>>17782405Using Platonic thought terminating cliches like 'unactualized potential' is meaningless to me because I don't agree with Plato, nor do I take him standards seriously.
There is no way to prove from first principles that the Prime Mover is omniscient because by being first it had no 'unactualized potential'.
The main reason this fails, is that Plato thought that the process of learning was just rediscovery of facts that already existed in our minds, and actualizing your mental potential was rediscovering as many of these facts as you could. If you don't agree with that stance, which basically no one does, then the entire Platonic system for claiming necessary omniscience for something that fully achieved all its potential, is nonsensical.
Why does the first mover have to be unchanging, just because he exists outside of OUR time and space?
Why wouldn't he age and die in his own flow of time and space or even step into and become a part of our flow of time and space?
You made a giant leap there.
>the first mover has an infinite amount of attentionAbsolutely unsubstantiated.
It would be easier for a first mover to not be omniscient. Especially about things that are the consequences of the consequences of the consequences of its actions.

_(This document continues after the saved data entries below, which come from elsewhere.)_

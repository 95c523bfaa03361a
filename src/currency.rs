// 💱 Currency - Display labels only
// Amounts are never converted; the currency only picks the symbol we print.

use anyhow::{anyhow, Result};
use serde::{Deserialize, Serialize};
use std::fmt;
use std::str::FromStr;

// ============================================================================
// CURRENCY
// ============================================================================

#[derive(Debug, Clone, Copy, PartialEq, Eq, Hash, Default, Serialize, Deserialize)]
#[serde(rename_all = "UPPERCASE")]
pub enum Currency {
    #[default]
    Usd,
    Eur,
    Gbp,
    Jpy,
    Cad,
}

impl Currency {
    /// Every supported currency, in selector order
    pub const ALL: [Currency; 5] = [
        Currency::Usd,
        Currency::Eur,
        Currency::Gbp,
        Currency::Jpy,
        Currency::Cad,
    ];

    pub fn code(&self) -> &'static str {
        match self {
            Currency::Usd => "USD",
            Currency::Eur => "EUR",
            Currency::Gbp => "GBP",
            Currency::Jpy => "JPY",
            Currency::Cad => "CAD",
        }
    }

    pub fn symbol(&self) -> &'static str {
        match self {
            Currency::Usd => "$",
            Currency::Eur => "€",
            Currency::Gbp => "£",
            Currency::Jpy => "¥",
            Currency::Cad => "C$",
        }
    }

    /// Selector label, e.g. `USD ($)`
    pub fn label(&self) -> String {
        format!("{} ({})", self.code(), self.symbol())
    }

    /// Next currency in selector order (wraps)
    pub fn next(&self) -> Self {
        let pos = Self::ALL.iter().position(|c| c == self).unwrap_or(0);
        Self::ALL[(pos + 1) % Self::ALL.len()]
    }

    pub fn previous(&self) -> Self {
        let pos = Self::ALL.iter().position(|c| c == self).unwrap_or(0);
        Self::ALL[(pos + Self::ALL.len() - 1) % Self::ALL.len()]
    }
}

impl fmt::Display for Currency {
    fn fmt(&self, f: &mut fmt::Formatter<'_>) -> fmt::Result {
        f.write_str(self.code())
    }
}

impl FromStr for Currency {
    type Err = anyhow::Error;

    fn from_str(s: &str) -> Result<Self> {
        let code = s.trim().to_uppercase();
        Self::ALL
            .iter()
            .copied()
            .find(|c| c.code() == code)
            .ok_or_else(|| anyhow!("Unknown currency code: {}", s))
    }
}

// ============================================================================
// TESTS
// ============================================================================

#[cfg(test)]
mod tests {
    use super::*;

    #[test]
    fn test_symbols() {
        assert_eq!(Currency::Usd.symbol(), "$");
        assert_eq!(Currency::Eur.symbol(), "€");
        assert_eq!(Currency::Gbp.symbol(), "£");
        assert_eq!(Currency::Jpy.symbol(), "¥");
        assert_eq!(Currency::Cad.symbol(), "C$");
    }

    #[test]
    fn test_parse_case_insensitive() {
        assert_eq!("usd".parse::<Currency>().unwrap(), Currency::Usd);
        assert_eq!(" CAD ".parse::<Currency>().unwrap(), Currency::Cad);
        assert!("XYZ".parse::<Currency>().is_err());
    }

    #[test]
    fn test_cycle_wraps() {
        assert_eq!(Currency::Cad.next(), Currency::Usd);
        assert_eq!(Currency::Usd.previous(), Currency::Cad);
        assert_eq!(Currency::Usd.label(), "USD ($)");
    }

    #[test]
    fn test_serde_uses_codes() {
        let json = serde_json::to_string(&Currency::Gbp).unwrap();
        assert_eq!(json, "\"GBP\"");
        let back: Currency = serde_json::from_str("\"JPY\"").unwrap();
        assert_eq!(back, Currency::Jpy);
    }
}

>he just chose these people and how they actedThis is 'mysterious ways' posting like you're a wine mom at church rather than holding to your ostensible stand as a philosophically adept person.

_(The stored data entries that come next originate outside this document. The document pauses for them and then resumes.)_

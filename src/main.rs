use io::Write;
use std::{
    error::Error,
    fs,
    io::{self, Read},
};

use clap::{App, Arg, ArgMatches};
use sdot::frontend::{lexer::Lexer, parser::Parser, visualize::TreeBuilder};

fn main() {
    let matches = App::new("sdot")
        .version("0.1.0")
        .about("Renders the abstract syntax tree of a small Scheme dialect as a Graphviz/DOT diagram.")
        .arg(Arg::new("input")
            .value_name("FILE")
            .short('i')
            .help("Path to the source file whose AST will be rendered.")
            .takes_value(true))
        .arg(Arg::new("output")
            .long("output")
            .short('o')
            .value_name("PATH")
            .help("Write the diagram to PATH.dot instead of printing it to stdout.")
            .takes_value(true))
        .arg(Arg::new("pdf")
            .long("pdf")
            .help("Additionally render PATH.pdf with the Graphviz dot command. Only used together \
            with --output.")
            .takes_value(false))
        .arg(Arg::new("verbose")
            .short('v')
            .help("Output tokens as well as the AST. Useful for debugging.")
            .takes_value(false))
        .get_matches();

    match matches.value_of("input") {
        Some(_) => Runner::run_with_mode(RunMode::File, &matches)
            .unwrap_or_else(|err| eprintln!("{}: {}", err, matches.value_of("input").unwrap())),
        None => Runner::run_with_mode(RunMode::Prompt, &matches)
            .unwrap_or_else(|err| eprintln!("{}", err)),
    };
}

/// Indicate whether the renderer shall be run in REPL/prompt mode or on a
/// source file.
enum RunMode {
    Prompt,
    File,
}

/// Simple struct responsible for coordinating the execution of either the
/// REPL or a source file run.
struct Runner<'a> {
    mode: RunMode,
    args: &'a ArgMatches,
}

impl<'a> Runner<'a> {
    pub fn run_with_mode(mode: RunMode, args: &'a ArgMatches) -> Result<(), Box<dyn Error>> {
        let runner = Self { mode, args };
        match runner.mode {
            RunMode::File => {
                let src = runner.load_source_file()?;
                runner.run(&src);
            }
            RunMode::Prompt => runner.run_prompt()?,
        }
        Ok(())
    }

    /// Helper function for getting the content of a file.
    fn load_source_file(&self) -> Result<String, io::Error> {
        let path = self.args.value_of("input").unwrap();
        let mut file = fs::File::open(path)?;
        let mut src = String::new();
        file.read_to_string(&mut src)?;
        Ok(src)
    }

    /// Starts a REPL like prompt which renders every entered expression as a
    /// diagram. Useful for quick exploration.
    fn run_prompt(&self) -> Result<(), io::Error> {
        let mut inpt = String::new();
        println!("sdot 0.1.0\
        \nRenders the AST of a small Scheme dialect as a Graphviz/DOT diagram.\
        \nPress ctrl+d or ctrl+c to exit.");
        loop {
            print!("\u{1b}[0;38;5;36m> \u{1b}[0m");
            io::stdout().flush()?;
            let num_bytes = io::stdin().read_line(&mut inpt)?;
            let line = inpt.trim_end();
            if num_bytes == 0 {
                // Terminate line
                println!();
                return Ok(());
            }
            self.run(line);
            inpt.clear();
        }
    }

    /// Renders one source string, honoring the verbose and output flags.
    pub fn run(&self, src: &str) {
        // Tokenize the input.
        let mut lx = Lexer::new(src);
        let tokens = match lx.tokenize() {
            Err(e) => {
                eprintln!("{}", e);
                return;
            }
            Ok(tokens) => tokens,
        };
        // Only output tokens if verbose flag is set.
        if self.args.is_present("verbose") {
            println!("Tokens:");
            tokens.iter().for_each(|token| println!("\t{}", token));
        }
        // Parse the tokens.
        let mut parser = Parser::new(tokens);
        let ast = match parser.parse() {
            Err(e) => {
                eprintln!("{}", e);
                return;
            }
            Ok(ast) => ast,
        };
        // Only output the AST if verbose flag is set.
        if self.args.is_present("verbose") {
            println!("AST:");
            println!("\t{:?}", ast);
        }
        // Rebuild the AST as a labeled tree.
        let tree = match TreeBuilder::new().build(&ast) {
            Err(e) => {
                eprintln!("{}", e);
                return;
            }
            Ok(tree) => tree,
        };
        match self.args.value_of("output") {
            Some(path) => {
                if let Err(e) = tree.write_to_dot(&format!("{}.dot", path)) {
                    eprintln!("{}", e);
                    return;
                }
                if self.args.is_present("pdf") {
                    tree.write_to_pdf(&format!("{}.pdf", path));
                }
            }
            None => println!("{}", tree.to_dot()),
        }
    }
}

>suffering in life is necessaryYou're contradicting your Platonic reliances here.
Plato didn't believe that suffering was a necessary evil, he believed that it was an unavoidable one because matter was inherently imperfect, despite the best efforts of the Craftsman. In fact, he stood by the stance that beauty and happiness was the best way to become closer to the Craftsman's vision.
You can't rely on Platonic metaphysics in one area and then reject his for some kind of spiritual masochism elsewhere.